Si ritorna ad un momento molto "Un numero e' una pura astrazione matematica" con il piacevole mare di melassa e uccellini di "A Summer Song", forse il brano piu' swedeggiante, tanto da sembrare quasi prodotto da Hideki Kaji.

Dopo una velocissima "introduzione pac-man "Nothing is Really Blue" non avrebbe sfigurato nell'album della coppiata Paul Simon - Biran Eno, con la differenza che i ragazzi dei Le Man Avec Le Lunettes hanno fatto tutto da soli senza nemmeno un produttore.

"The Biggest Way" è il momento della grande rivincita di Paddy Lennon, forse il brano piu' vecchia maniera del disco. 1 e 18" i cori delle tre voci sono una gioia per le orecchie, per uno dei brani piu' catchy e radiofonici dell'album. a 1' 53" la sorpresa dei fiati molto "Irene", che si alternano ad una tastiera, invece molto "Jeeg robot d'acciaio", come piace a noi giovani trentenni.

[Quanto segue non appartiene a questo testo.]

/*!
Document access layer.

The bot never owns the page it drives. Everything it knows about the UI comes
through the [`Document`] trait: scoped selector lookups, reading an element's
text, and the two halves of a simulated click. Implementations:

- `cdp.rs`  -> `CdpDocument` (a live Chrome tab over the DevTools Protocol)
- `fake.rs` -> `FakeDocument` (in-memory tree, tests only)
- `scripted.rs` -> `FakeStudio` / `FakePlaylist` (page behavior on top of it, tests only)

Node handles are opaque. A handle whose subtree has been replaced by the
application is not detected as stale; lookups under it simply find nothing.
*/

use std::fmt::Debug;

use async_trait::async_trait;
use thiserror::Error;

pub mod cdp;
#[cfg(test)]
pub(crate) mod fake;
#[cfg(test)]
pub(crate) mod scripted;

pub use cdp::CdpDocument;

/// Failure of the document backend itself (as opposed to an element being absent).
#[derive(Debug, Error)]
pub enum DomError {
    #[error("document backend failed: {0}")]
    Backend(String),
}

/// Search scope for lookups: the whole document or the subtree under one element.
#[derive(Debug, Clone, PartialEq, Eq)]
pub enum Region<N> {
    Document,
    Element(N),
}

impl<N> Region<N> {
    pub fn element(&self) -> Option<&N> {
        match self {
            Region::Document => None,
            Region::Element(node) => Some(node),
        }
    }
}

/// Read and click access to an externally owned, mutable document tree.
#[async_trait]
pub trait Document: Send + Sync {
    /// Opaque handle to one element.
    type Node: Clone + Debug + Send + Sync;

    /// First descendant of `region` matching `selector`, if any (`querySelector`).
    async fn query(
        &self,
        region: &Region<Self::Node>,
        selector: &str,
    ) -> Result<Option<Self::Node>, DomError>;

    /// All descendants of `region` matching `selector`, in document order (`querySelectorAll`).
    async fn query_all(
        &self,
        region: &Region<Self::Node>,
        selector: &str,
    ) -> Result<Vec<Self::Node>, DomError>;

    /// The element's `textContent`, untrimmed.
    async fn text_content(&self, node: &Self::Node) -> Result<String, DomError>;

    /// Dispatch a `mousedown` MouseEvent (bubbles, not cancelable) at the element.
    async fn mouse_down(&self, node: &Self::Node) -> Result<(), DomError>;

    /// Invoke the element's native `click()`.
    async fn click(&self, node: &Self::Node) -> Result<(), DomError>;

    /// Re-establish a handle before it scopes another lookup.
    ///
    /// A handle kept across a document-wide lookup may no longer be usable as a
    /// scope on some backends. Handles that survive such lookups are returned as is.
    async fn refresh(&self, node: &Self::Node) -> Result<Self::Node, DomError> {
        Ok(node.clone())
    }
}

/// `region` with its scope element refreshed; see [`Document::refresh`].
pub async fn refreshed<D: Document + ?Sized>(
    doc: &D,
    region: &Region<D::Node>,
) -> Result<Region<D::Node>, DomError> {
    Ok(match region {
        Region::Document => Region::Document,
        Region::Element(node) => Region::Element(doc.refresh(node).await?),
    })
}
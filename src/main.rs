use std::path::PathBuf;
use std::sync::Arc;

use anyhow::Context;
use clap::Parser;
use tracing::{debug, info, warn};

use studiobot::config as cfg;
use studiobot::dom::CdpDocument;
use studiobot::executor::Runtime;

/// studiobot CLI
#[derive(Debug, Parser)]
#[command(
    name = studiobot::PKG_NAME,
    version = studiobot::PKG_VERSION,
    about = "Bulk-publish YouTube Studio drafts or sort a playlist by driving a signed-in browser tab"
)]
struct Args {
    /// Path to the JSON configuration file
    #[arg(short = 'c', long = "config", default_value = "config/studiobot.json")]
    config: PathBuf,

    /// Enable dry-run mode (find and order items, but do not click anything)
    #[arg(long = "dry-run")]
    dry_run: bool,

    /// Set log level (e.g., trace, debug, info, warn, error). Overrides RUST_LOG.
    #[arg(long = "log-level", value_parser = parse_log_level)]
    log_level: Option<tracing::Level>,

    /// Print the JSON Schema for the configuration and exit
    #[arg(long = "print-schema")]
    print_schema: bool,
}

fn parse_log_level(s: &str) -> Result<tracing::Level, String> {
    studiobot::parse_level(s).ok_or_else(|| {
        format!("unknown log level '{s}' (expected trace, debug, info, warn or error)")
    })
}

#[tokio::main]
async fn main() -> anyhow::Result<()> {
    let args = Args::parse();

    if args.print_schema {
        let schema = cfg::generate_schema();
        let json = serde_json::to_string_pretty(&schema)?;
        println!("{json}");
        return Ok(());
    }

    // Load configuration before logging so its `debug` flag can pick the level.
    let config = cfg::load_from_path_async(&args.config).await?;

    match args.log_level {
        Some(level) => {
            let _ = tracing_subscriber::fmt().with_max_level(level).try_init();
        }
        None => studiobot::init_tracing(config.debug),
    }
    info!(
        version = studiobot::PKG_VERSION,
        config = %args.config.display(),
        mode = ?config.mode,
        dry_run = args.dry_run,
        "Starting studiobot"
    );
    debug!(target: "studiobot", ?config, "Configuration loaded successfully");

    let doc = CdpDocument::connect(&config.browser).await?;
    let runtime = Runtime::new(config, Arc::new(doc), args.dry_run);

    tokio::select! {
        result = runtime.run() => {
            let report = result.context("Workflow stopped")?;
            println!("{}", serde_json::to_string_pretty(&report)?);
        }
        _ = tokio::signal::ctrl_c() => {
            warn!("Received Ctrl+C, stopping; items already processed are kept");
        }
    }

    info!("studiobot exited");
    Ok(())
}
use std::cmp::Ordering;

use tracing::{debug, info};

use super::RunReport;
use crate::config::Mode;
use crate::dom::Document;
use crate::error::Result;
use crate::executor::ActionExecutor;
use crate::steps::PlaylistItem;

/// Reorder the playlist so its items follow `compare` on their names.
///
/// Items are sorted in memory (stable), then each one in turn is moved to the
/// bottom of the list. Once every item has been moved, the page order equals the
/// sorted order, provided nothing else edits the playlist during the run.
pub async fn sort_playlist<D, F>(
    exec: &ActionExecutor<D>,
    compare: F,
    dry_run: bool,
) -> Result<RunReport>
where
    D: Document,
    F: Fn(&str, &str) -> Ordering,
{
    info!(target: "studiobot::sort", dry_run, "Sorting playlist");
    let mut items = PlaylistItem::all(exec).await?;
    info!(target: "studiobot::sort", count = items.len(), "Found playlist videos");

    items.sort_by(|a, b| compare(a.name(), b.name()));

    let mut report = RunReport {
        mode: Mode::SortPlaylist,
        discovered: items.len(),
        eligible: items.len(),
        processed: 0,
        names: items.iter().map(|item| item.name().to_string()).collect(),
        dry_run,
    };
    if dry_run {
        return Ok(report);
    }

    for (index, item) in items.iter().enumerate() {
        debug!(target: "studiobot::sort", index, name = %item.name(), "Moving to bottom");
        item.open_menu().await?.move_to_bottom().await?;
        exec.pause(exec.timing().sort_pause()).await;
        report.processed += 1;
    }

    info!(target: "studiobot::sort", processed = report.processed, "Playlist sorted");
    Ok(report)
}
//! Draft publishing wizard.
//!
//! Each wizard step is its own type and advancing consumes the current step, so
//! the only reachable order is
//! `VideoRow -> DraftEditor -> RatingStep -> VisibilityStep -> ConfirmationDialog`.
//! The editor modal stays the same element for the whole wizard; only the
//! active panel inside it changes.
//!
//! The audience radios are looked up inside `#made-for-kids-group`, which must be
//! present, not anywhere in the modal. The visibility radios share the element
//! name, and an editor that renders without the group fails at the audience step
//! instead of clicking whatever radio comes first.

use tracing::debug;

use super::selectors as sel;
use crate::config::Visibility;
use crate::dom::{Document, Region};
use crate::error::{BotError, Result, StepKind};
use crate::executor::ActionExecutor;

/// One row of the Studio content list.
pub struct VideoRow<'a, D: Document> {
    exec: &'a ActionExecutor<D>,
    region: Region<D::Node>,
}

impl<'a, D: Document> VideoRow<'a, D> {
    pub fn new(exec: &'a ActionExecutor<D>, node: D::Node) -> Self {
        Self {
            exec,
            region: Region::Element(node),
        }
    }

    /// Every row currently on the page, in page order.
    pub async fn all(exec: &'a ActionExecutor<D>) -> Result<Vec<Self>> {
        let nodes = exec.query_all(sel::VIDEO_ROW, &Region::Document).await?;
        Ok(nodes.into_iter().map(|node| Self::new(exec, node)).collect())
    }

    /// Short probe for the edit-draft button; rows without one are not drafts.
    pub async fn is_editable(&self) -> Result<bool> {
        Ok(self.exec.probe(sel::DRAFT_BUTTON, &self.region).await?.is_some())
    }

    /// Open the draft in the upload wizard.
    pub async fn open_editor(self) -> Result<DraftEditor<'a, D>> {
        debug!(target: "studiobot::wizard", "Opening draft");
        let button = self
            .exec
            .probe(sel::DRAFT_BUTTON, &self.region)
            .await?
            .ok_or_else(|| BotError::not_found(StepKind::Row, sel::DRAFT_BUTTON))?;
        self.exec.activate(&button).await?;

        let modal = self
            .exec
            .require(StepKind::Row, sel::DRAFT_MODAL, &Region::Document)
            .await?;
        Ok(DraftEditor {
            exec: self.exec,
            modal: Region::Element(modal),
        })
    }
}

/// The wizard modal showing its first (details) panel.
pub struct DraftEditor<'a, D: Document> {
    exec: &'a ActionExecutor<D>,
    modal: Region<D::Node>,
}

impl<'a, D: Document> DraftEditor<'a, D> {
    /// Answer the "made for kids" question. The first radio means yes, the second no.
    pub async fn set_audience(self, made_for_kids: bool) -> Result<RatingStep<'a, D>> {
        let group = self
            .exec
            .require(StepKind::DraftEditor, sel::MADE_FOR_KIDS_GROUP, &self.modal)
            .await?;
        let radio = self
            .exec
            .require(
                StepKind::DraftEditor,
                sel::audience_radio(made_for_kids),
                &Region::Element(group),
            )
            .await?;
        self.exec.activate(&radio).await?;
        self.exec.settle().await;
        debug!(target: "studiobot::wizard", made_for_kids, "Audience set");

        Ok(RatingStep {
            exec: self.exec,
            modal: self.modal,
        })
    }
}

/// The details panel once the audience answer is committed.
pub struct RatingStep<'a, D: Document> {
    exec: &'a ActionExecutor<D>,
    modal: Region<D::Node>,
}

impl<'a, D: Document> RatingStep<'a, D> {
    /// Jump to the visibility panel through its step badge.
    pub async fn go_to_visibility(self) -> Result<VisibilityStep<'a, D>> {
        debug!(target: "studiobot::wizard", "Navigating to visibility step");
        let stepper = self
            .exec
            .require(StepKind::RatingStep, sel::VISIBILITY_STEPPER, &self.modal)
            .await?;
        self.exec.activate(&stepper).await?;
        self.exec.settle().await;

        Ok(VisibilityStep {
            exec: self.exec,
            modal: self.modal,
        })
    }
}

/// The visibility panel of the wizard.
pub struct VisibilityStep<'a, D: Document> {
    exec: &'a ActionExecutor<D>,
    modal: Region<D::Node>,
}

impl<'a, D: Document> VisibilityStep<'a, D> {
    /// Select the radio for `level` (Private, Unlisted, Public by position).
    pub async fn set_visibility(&self, level: Visibility) -> Result<()> {
        let group = self
            .exec
            .require(StepKind::VisibilityStep, sel::VISIBILITY_RADIO_GROUP, &self.modal)
            .await?;
        let radio = self
            .exec
            .nth(
                StepKind::VisibilityStep,
                sel::RADIO_BUTTON,
                &Region::Element(group),
                sel::visibility_radio_index(level),
            )
            .await?;
        self.exec.activate(&radio).await?;
        debug!(target: "studiobot::wizard", ?level, "Visibility set");
        self.exec.settle().await;
        Ok(())
    }

    /// Save the draft and wait for the share dialog.
    ///
    /// Does not return before the success marker shows up. A rejected save has no
    /// signal of its own; it surfaces as that marker never appearing.
    pub async fn save(self) -> Result<ConfirmationDialog<'a, D>> {
        let button = self
            .exec
            .require(StepKind::VisibilityStep, sel::SAVE_BUTTON, &self.modal)
            .await?;
        self.exec.activate(&button).await?;

        self.exec
            .require(StepKind::VisibilityStep, sel::SAVE_SUCCESS, &Region::Document)
            .await?;
        debug!(target: "studiobot::wizard", "Changes saved");

        let dialog = self
            .exec
            .require(StepKind::VisibilityStep, sel::SHARE_DIALOG, &Region::Document)
            .await?;
        Ok(ConfirmationDialog {
            exec: self.exec,
            region: Region::Element(dialog),
        })
    }
}

/// Share dialog shown after a successful save. Closing it ends the wizard.
pub struct ConfirmationDialog<'a, D: Document> {
    exec: &'a ActionExecutor<D>,
    region: Region<D::Node>,
}

impl<D: Document> ConfirmationDialog<'_, D> {
    pub async fn close(self) -> Result<()> {
        let button = self
            .exec
            .require(
                StepKind::ConfirmationDialog,
                sel::DIALOG_CLOSE_BUTTON,
                &self.region,
            )
            .await?;
        self.exec.activate(&button).await?;
        self.exec.settle().await;
        debug!(target: "studiobot::wizard", "Dialog closed");
        Ok(())
    }
}
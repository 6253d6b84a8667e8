use std::cmp::Ordering;
use std::time::Duration;

use schemars::JsonSchema;
use serde::{Deserialize, Serialize};
use serde_valid::Validate;

use crate::utils::natural;

/// Root configuration for studiobot.
///
/// Deserialized from a JSON file, validated once, then passed by reference into
/// the runtime and the workflow drivers. Nothing reads it as ambient state.
/// Every section is optional and falls back to the defaults below.
#[derive(Debug, Clone, Serialize, Deserialize, JsonSchema, Validate, Default)]
pub struct Config {
    /// Which workflow a run performs.
    #[serde(default)]
    pub mode: Mode,

    /// Raise diagnostic tracing to `debug`. Has no behavioral effect.
    #[serde(default)]
    pub debug: bool,

    /// Settings for the draft publishing wizard.
    #[serde(default)]
    #[validate]
    pub publish: PublishConfig,

    /// Settings for playlist sorting.
    #[serde(default)]
    #[validate]
    pub sort: SortConfig,

    /// Polling cadence, deadlines and settle delays.
    #[serde(default)]
    #[validate]
    pub timing: Timing,

    /// Where to find the browser tab to drive.
    #[serde(default)]
    #[validate]
    pub browser: BrowserConfig,
}

/// Workflow selection.
#[derive(Debug, Copy, Clone, Serialize, Deserialize, JsonSchema, PartialEq, Eq, Default)]
#[serde(rename_all = "snake_case")]
pub enum Mode {
    /// Walk every draft on the content page through the publish wizard.
    #[default]
    PublishDrafts,
    /// Reorder a playlist by name.
    SortPlaylist,
}

/// Target visibility. Ordered from most to least restricted.
#[derive(
    Debug, Copy, Clone, Serialize, Deserialize, JsonSchema, PartialEq, Eq, PartialOrd, Ord, Default,
)]
#[serde(rename_all = "lowercase")]
pub enum Visibility {
    #[serde(alias = "Private")]
    Private,
    #[default]
    #[serde(alias = "Unlisted")]
    Unlisted,
    #[serde(alias = "Public")]
    Public,
}

#[derive(Debug, Clone, Serialize, Deserialize, JsonSchema, Validate, Default)]
pub struct PublishConfig {
    /// Answer to the "made for kids" audience question.
    #[serde(default)]
    pub made_for_kids: bool,

    /// Visibility to publish each draft with.
    #[serde(default)]
    pub visibility: Visibility,
}

/// Built-in playlist orderings.
#[derive(Debug, Copy, Clone, Serialize, Deserialize, JsonSchema, PartialEq, Eq, Default)]
#[serde(rename_all = "snake_case")]
pub enum SortOrder {
    /// Natural name order: case-insensitive, digit runs compared numerically.
    #[default]
    NameAscending,
    /// Reverse of `name_ascending`.
    NameDescending,
}

impl SortOrder {
    /// Comparator over item names for this ordering.
    pub fn comparator(self) -> fn(&str, &str) -> Ordering {
        match self {
            SortOrder::NameAscending => natural::compare,
            SortOrder::NameDescending => natural::compare_descending,
        }
    }
}

#[derive(Debug, Clone, Serialize, Deserialize, JsonSchema, Validate, Default)]
pub struct SortConfig {
    #[serde(default)]
    pub order: SortOrder,
}

/// Timing table. Settle delays are fixed debounces against the application's own
/// re-rendering; they were tuned empirically and are the first thing to raise when
/// a run flakes on a slow machine.
#[derive(Debug, Clone, Serialize, Deserialize, JsonSchema, Validate)]
#[serde(default)]
pub struct Timing {
    /// Interval between two lookups while polling.
    #[validate(minimum = 1)]
    pub poll_interval_ms: u64,

    /// Deadline for elements a step requires.
    #[validate(minimum = 1)]
    pub element_timeout_ms: u64,

    /// Deadline for existence probes used to classify rows.
    #[validate(minimum = 1)]
    pub probe_timeout_ms: u64,

    /// Pause after each wizard interaction and after each published draft.
    pub settle_ms: u64,

    /// Pause between classifying rows and opening the first wizard.
    pub classify_pause_ms: u64,

    /// Pause after each playlist item is moved.
    pub sort_pause_ms: u64,
}

impl Default for Timing {
    fn default() -> Self {
        Self {
            poll_interval_ms: 10,
            element_timeout_ms: 5000,
            probe_timeout_ms: 20,
            settle_ms: 50,
            classify_pause_ms: 1000,
            sort_pause_ms: 500,
        }
    }
}

impl Timing {
    pub fn poll_interval(&self) -> Duration {
        Duration::from_millis(self.poll_interval_ms)
    }

    pub fn element_timeout(&self) -> Duration {
        Duration::from_millis(self.element_timeout_ms)
    }

    pub fn probe_timeout(&self) -> Duration {
        Duration::from_millis(self.probe_timeout_ms)
    }

    pub fn settle(&self) -> Duration {
        Duration::from_millis(self.settle_ms)
    }

    pub fn classify_pause(&self) -> Duration {
        Duration::from_millis(self.classify_pause_ms)
    }

    pub fn sort_pause(&self) -> Duration {
        Duration::from_millis(self.sort_pause_ms)
    }
}

/// DevTools connection settings.
#[derive(Debug, Clone, Serialize, Deserialize, JsonSchema, Validate)]
#[serde(default)]
pub struct BrowserConfig {
    /// DevTools endpoint of a browser started with `--remote-debugging-port`
    /// (`http://host:port` or a `ws://` debugger URL).
    #[validate(min_length = 1)]
    pub endpoint: String,

    /// The first tab whose URL contains this substring is driven.
    #[validate(min_length = 1)]
    pub page_url_contains: String,
}

impl Default for BrowserConfig {
    fn default() -> Self {
        Self {
            endpoint: "http://127.0.0.1:9222".to_string(),
            page_url_contains: "youtube.com".to_string(),
        }
    }
}
//! Error types shared by the navigation engine.
//!
//! Polling timeouts on required protocol steps become [`BotError::ElementNotFound`];
//! a context menu that never lists an entry becomes [`BotError::MenuEmpty`].
//! Neither is recovered anywhere inside the crate.

use std::fmt;

use thiserror::Error;

use crate::dom::DomError;

/// The step (or menu stage) a failure happened in. Used for diagnostics only.
#[derive(Debug, Copy, Clone, PartialEq, Eq, Hash)]
pub enum StepKind {
    Row,
    DraftEditor,
    RatingStep,
    VisibilityStep,
    ConfirmationDialog,
    ListItem,
    ContextMenu,
}

impl fmt::Display for StepKind {
    fn fmt(&self, f: &mut fmt::Formatter<'_>) -> fmt::Result {
        let name = match self {
            StepKind::Row => "row",
            StepKind::DraftEditor => "draft editor",
            StepKind::RatingStep => "rating step",
            StepKind::VisibilityStep => "visibility step",
            StepKind::ConfirmationDialog => "confirmation dialog",
            StepKind::ListItem => "list item",
            StepKind::ContextMenu => "context menu",
        };
        f.write_str(name)
    }
}

#[derive(Debug, Error)]
pub enum BotError {
    /// A required element did not appear before its deadline.
    #[error("{step}: element `{selector}` not found")]
    ElementNotFound { step: StepKind, selector: String },

    /// The context menu opened but never listed an actionable entry.
    #[error("context menu for `{item}` has no entries")]
    MenuEmpty { item: String },

    /// The document backend itself failed (transport, protocol).
    #[error(transparent)]
    Dom(#[from] DomError),
}

impl BotError {
    pub(crate) fn not_found(step: StepKind, selector: impl Into<String>) -> Self {
        BotError::ElementNotFound {
            step,
            selector: selector.into(),
        }
    }

    /// Whether this failure came from a polling deadline.
    pub fn is_not_found(&self) -> bool {
        matches!(self, BotError::ElementNotFound { .. })
    }
}

pub type Result<T> = std::result::Result<T, BotError>;
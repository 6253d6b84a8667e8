//! Scripted in-memory document used by the unit tests.
//!
//! Nodes carry the exact selector strings they answer to instead of real
//! tag/class/id attributes, so a test states "this node matches
//! `#done-button`" directly. Click handlers run after the tree lock is
//! released and may mutate the tree or spawn delayed mutations.
//!
//! [`FakeDocument::with_volatile_ids`] reproduces how DevTools node ids behave: a
//! document-wide lookup retires every handle issued before it, and a retired
//! handle can no longer scope a lookup until it is refreshed.

use std::collections::HashMap;
use std::sync::{Arc, Mutex, MutexGuard};

use async_trait::async_trait;

use super::{Document, DomError, Region};

pub(crate) type NodeId = usize;
pub(crate) type ClickHandler = Arc<dyn Fn(&FakeDocument, NodeId) + Send + Sync>;

#[derive(Debug, Clone, PartialEq, Eq)]
pub(crate) enum Interaction {
    MouseDown(NodeId),
    Click(NodeId),
}

struct FakeNode {
    parent: Option<NodeId>,
    selectors: Vec<String>,
    text: String,
    removed: bool,
    on_click: Option<ClickHandler>,
}

#[derive(Default)]
struct Tree {
    nodes: Vec<FakeNode>,
    log: Vec<Interaction>,
    volatile: bool,
    generation: u64,
    issued: HashMap<NodeId, u64>,
}

impl Tree {
    /// Run a lookup, enforcing handle freshness in volatile mode.
    fn lookup(&mut self, region: &Region<NodeId>, selector: &str) -> Result<Vec<NodeId>, DomError> {
        if self.volatile {
            match region {
                Region::Document => self.generation += 1,
                Region::Element(scope) => {
                    if self.issued.get(scope) != Some(&self.generation) {
                        return Err(DomError::Backend(format!("stale node id {scope}")));
                    }
                }
            }
        }
        let found = self.matches(region, selector);
        for &id in &found {
            self.issued.insert(id, self.generation);
        }
        Ok(found)
    }

    fn attached(&self, id: NodeId) -> bool {
        let mut cursor = Some(id);
        while let Some(current) = cursor {
            let node = &self.nodes[current];
            if node.removed {
                return false;
            }
            cursor = node.parent;
        }
        true
    }

    fn within(&self, id: NodeId, scope: NodeId) -> bool {
        let mut cursor = self.nodes[id].parent;
        while let Some(current) = cursor {
            if current == scope {
                return true;
            }
            cursor = self.nodes[current].parent;
        }
        false
    }

    fn matches(&self, region: &Region<NodeId>, selector: &str) -> Vec<NodeId> {
        (0..self.nodes.len())
            .filter(|&id| self.attached(id))
            .filter(|&id| self.nodes[id].selectors.iter().any(|s| s == selector))
            .filter(|&id| match region {
                Region::Document => true,
                Region::Element(scope) => self.attached(*scope) && self.within(id, *scope),
            })
            .collect()
    }
}

#[derive(Clone, Default)]
pub(crate) struct FakeDocument {
    tree: Arc<Mutex<Tree>>,
}

impl FakeDocument {
    pub(crate) fn new() -> Self {
        Self::default()
    }

    /// A document whose handles go stale after every document-wide lookup.
    pub(crate) fn with_volatile_ids() -> Self {
        let doc = Self::default();
        doc.lock().volatile = true;
        doc
    }

    fn lock(&self) -> MutexGuard<'_, Tree> {
        self.tree.lock().unwrap()
    }

    /// Append a node under `parent` (or at the document root) answering to `selectors`.
    pub(crate) fn add(&self, parent: Option<NodeId>, selectors: &[&str]) -> NodeId {
        let mut tree = self.lock();
        tree.nodes.push(FakeNode {
            parent,
            selectors: selectors.iter().map(|s| s.to_string()).collect(),
            text: String::new(),
            removed: false,
            on_click: None,
        });
        tree.nodes.len() - 1
    }

    pub(crate) fn set_text(&self, id: NodeId, text: &str) {
        self.lock().nodes[id].text = text.to_string();
    }

    pub(crate) fn on_click(
        &self,
        id: NodeId,
        handler: impl Fn(&FakeDocument, NodeId) + Send + Sync + 'static,
    ) {
        self.lock().nodes[id].on_click = Some(Arc::new(handler));
    }

    /// Detach a node and its subtree.
    pub(crate) fn remove(&self, id: NodeId) {
        self.lock().nodes[id].removed = true;
    }

    pub(crate) fn interactions(&self) -> Vec<Interaction> {
        self.lock().log.clone()
    }

    pub(crate) fn clicks(&self) -> Vec<NodeId> {
        self.interactions()
            .into_iter()
            .filter_map(|i| match i {
                Interaction::Click(id) => Some(id),
                Interaction::MouseDown(_) => None,
            })
            .collect()
    }
}

#[async_trait]
impl Document for FakeDocument {
    type Node = NodeId;

    async fn query(
        &self,
        region: &Region<NodeId>,
        selector: &str,
    ) -> Result<Option<NodeId>, DomError> {
        Ok(self.lock().lookup(region, selector)?.into_iter().next())
    }

    async fn query_all(
        &self,
        region: &Region<NodeId>,
        selector: &str,
    ) -> Result<Vec<NodeId>, DomError> {
        self.lock().lookup(region, selector)
    }

    async fn text_content(&self, node: &NodeId) -> Result<String, DomError> {
        Ok(self.lock().nodes[*node].text.clone())
    }

    async fn mouse_down(&self, node: &NodeId) -> Result<(), DomError> {
        self.lock().log.push(Interaction::MouseDown(*node));
        Ok(())
    }

    async fn click(&self, node: &NodeId) -> Result<(), DomError> {
        let handler = {
            let mut tree = self.lock();
            tree.log.push(Interaction::Click(*node));
            tree.nodes[*node].on_click.clone()
        };
        if let Some(handler) = handler {
            handler(self, *node);
        }
        Ok(())
    }

    async fn refresh(&self, node: &NodeId) -> Result<NodeId, DomError> {
        let mut tree = self.lock();
        let generation = tree.generation;
        tree.issued.insert(*node, generation);
        Ok(*node)
    }
}

#[cfg(test)]
mod tests {
    use super::*;

    #[tokio::test]
    async fn scoped_queries_skip_removed_subtrees() {
        let doc = FakeDocument::new();
        let a = doc.add(None, &["row"]);
        let b = doc.add(None, &["row"]);
        let a_btn = doc.add(Some(a), &["button"]);
        let _b_btn = doc.add(Some(b), &["button"]);

        let found = doc.query(&Region::Element(a), "button").await.unwrap();
        assert_eq!(found, Some(a_btn));
        assert_eq!(doc.query_all(&Region::Document, "button").await.unwrap().len(), 2);

        doc.remove(a);
        assert!(doc.query(&Region::Element(a), "button").await.unwrap().is_none());
        assert_eq!(doc.query_all(&Region::Document, "row").await.unwrap(), vec![b]);
    }

    #[tokio::test]
    async fn volatile_handles_expire_on_document_lookups() {
        let doc = FakeDocument::with_volatile_ids();
        let row = doc.add(None, &["row"]);
        let button = doc.add(Some(row), &["button"]);
        doc.add(None, &["dialog"]);

        let rows = doc.query_all(&Region::Document, "row").await.unwrap();
        assert_eq!(rows, vec![row]);
        let scope = Region::Element(row);
        assert_eq!(doc.query(&scope, "button").await.unwrap(), Some(button));

        doc.query(&Region::Document, "dialog").await.unwrap();
        let err = doc.query(&scope, "button").await.unwrap_err();
        assert_eq!(err.to_string(), format!("document backend failed: stale node id {row}"));

        let fresh = doc.refresh(&row).await.unwrap();
        assert_eq!(doc.query(&Region::Element(fresh), "button").await.unwrap(), Some(button));
    }
}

Gli ultimi due brani di Plaska Quadro ci riservano le trovate piu' geniali. A partire dai titoli!

"Supermarket for Superman" è invenzine sonora applicata al godimento delle orecchie, con repentini cambi di tempo e una tastiera mellotron, minimoog o quellocheè a meta' tra "Fool on the hill" e "Strawberry Field"

Chiude l'album la piacevolmente divertente "The Lunch Boy", dove i flussi delle tastierine vengono sconsideratamente incrocaiti in ritmice pum-cha smotatamente disco-70 al ritmo scanditi da spensierati pa-pa-pa. Attendiamo una cover degli Ex-Otago rechiamoci all together a pranzo sotto la pioggia battente dei boschi malmolesi.

Per questa volta offrono i Le Man Avec Le Lunettes.
E dire che per Elisa e Tiziano Ferro ci tocca pagare.